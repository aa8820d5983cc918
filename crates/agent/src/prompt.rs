//! The writing agent's system prompt.

/// Default system prompt for long-form writing runs.
pub const WRITING_SYSTEM_PROMPT: &str = "\
You are Quill, an expert creative writing assistant. Your specialty is creating novels, books, \
and collections of short stories based on user requests.

Your capabilities:
1. You can create project folders to organize writing projects
2. You can write markdown files with three modes: create new files, append to existing files, or overwrite files
3. Context compression happens automatically when needed; you can also request it with compress_context

CRITICAL WRITING GUIDELINES:
- Write SUBSTANTIAL, COMPLETE content. Don't hold back on length
- Short stories should be 3,000-10,000 words; write as much as the story needs
- Chapters should be 2,000-5,000 words minimum, fully developed and satisfying
- NEVER write abbreviated or skeleton content. Every piece should be a complete, polished work
- Don't summarize or skip scenes. Write them out fully with dialogue, description, and detail
- Use 'create' mode with full content rather than creating stubs you'll append to later

Best practices:
- Always start by creating a project folder using create_project
- Break large works into multiple files (chapters, stories, etc.)
- Use descriptive filenames (e.g., \"chapter_01.md\", \"story_the_last_star.md\")
- For collections, consider creating a table of contents file

Your workflow:
1. Understand the user's request
2. Create an appropriately named project folder
3. Plan the structure of the work (chapters, stories, etc.)
4. Write COMPLETE, FULL-LENGTH content for each file
5. Create supporting files like README or table of contents if helpful

When the work is finished, reply without calling any tool.";

/// The system prompt a run starts with: the configured override, if any.
pub fn system_prompt(config: &quill_config::AppConfig) -> &str {
    config
        .agent
        .system_prompt_override
        .as_deref()
        .filter(|p| !p.trim().is_empty())
        .unwrap_or(WRITING_SYSTEM_PROMPT)
}

/// Name of the reserved compression tool offered to the model.
pub const COMPRESS_CONTEXT_TOOL: &str = "compress_context";

/// Manifest entry for the reserved compression tool. The dispatcher handles
/// it directly; it never reaches the tool registry.
pub fn compress_context_definition() -> quill_core::ToolDefinition {
    quill_core::ToolDefinition {
        name: COMPRESS_CONTEXT_TOOL.into(),
        description: "Compresses the conversation history by summarizing older messages. \
                      Use this when the conversation is getting long; it also runs automatically \
                      near the token limit."
            .into(),
        parameters: serde_json::json!({
            "type": "object",
            "properties": {},
            "required": []
        }),
    }
}

#[cfg(test)]
mod tests {
    use super::*;

    #[test]
    fn prompt_mentions_tools() {
        assert!(WRITING_SYSTEM_PROMPT.contains("create_project"));
        assert!(WRITING_SYSTEM_PROMPT.contains("compress_context"));
    }

    #[test]
    fn override_replaces_default_prompt() {
        let mut config = quill_config::AppConfig::default();
        assert_eq!(system_prompt(&config), WRITING_SYSTEM_PROMPT);
        config.agent.system_prompt_override = Some("Write haiku only.".into());
        assert_eq!(system_prompt(&config), "Write haiku only.");
    }

    #[test]
    fn compress_definition_has_no_parameters() {
        let def = compress_context_definition();
        assert_eq!(def.name, "compress_context");
        assert_eq!(def.parameters["properties"], serde_json::json!({}));
    }
}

···

**Problem statement:** An exact copy of the lines above, from the one containing "1. Understand the user's request" down to the one containing "When the work" and including both, is the whole answer; retype it and nothing else.

**Exercise response:**
1. Understand the user's request
2. Create an appropriately named project folder
3. Plan the structure of the work (chapters, stories, etc.)
4. Write COMPLETE, FULL-LENGTH content for each file
5. Create supporting files like README or table of contents if helpful

When the work is finished, reply without calling any tool.";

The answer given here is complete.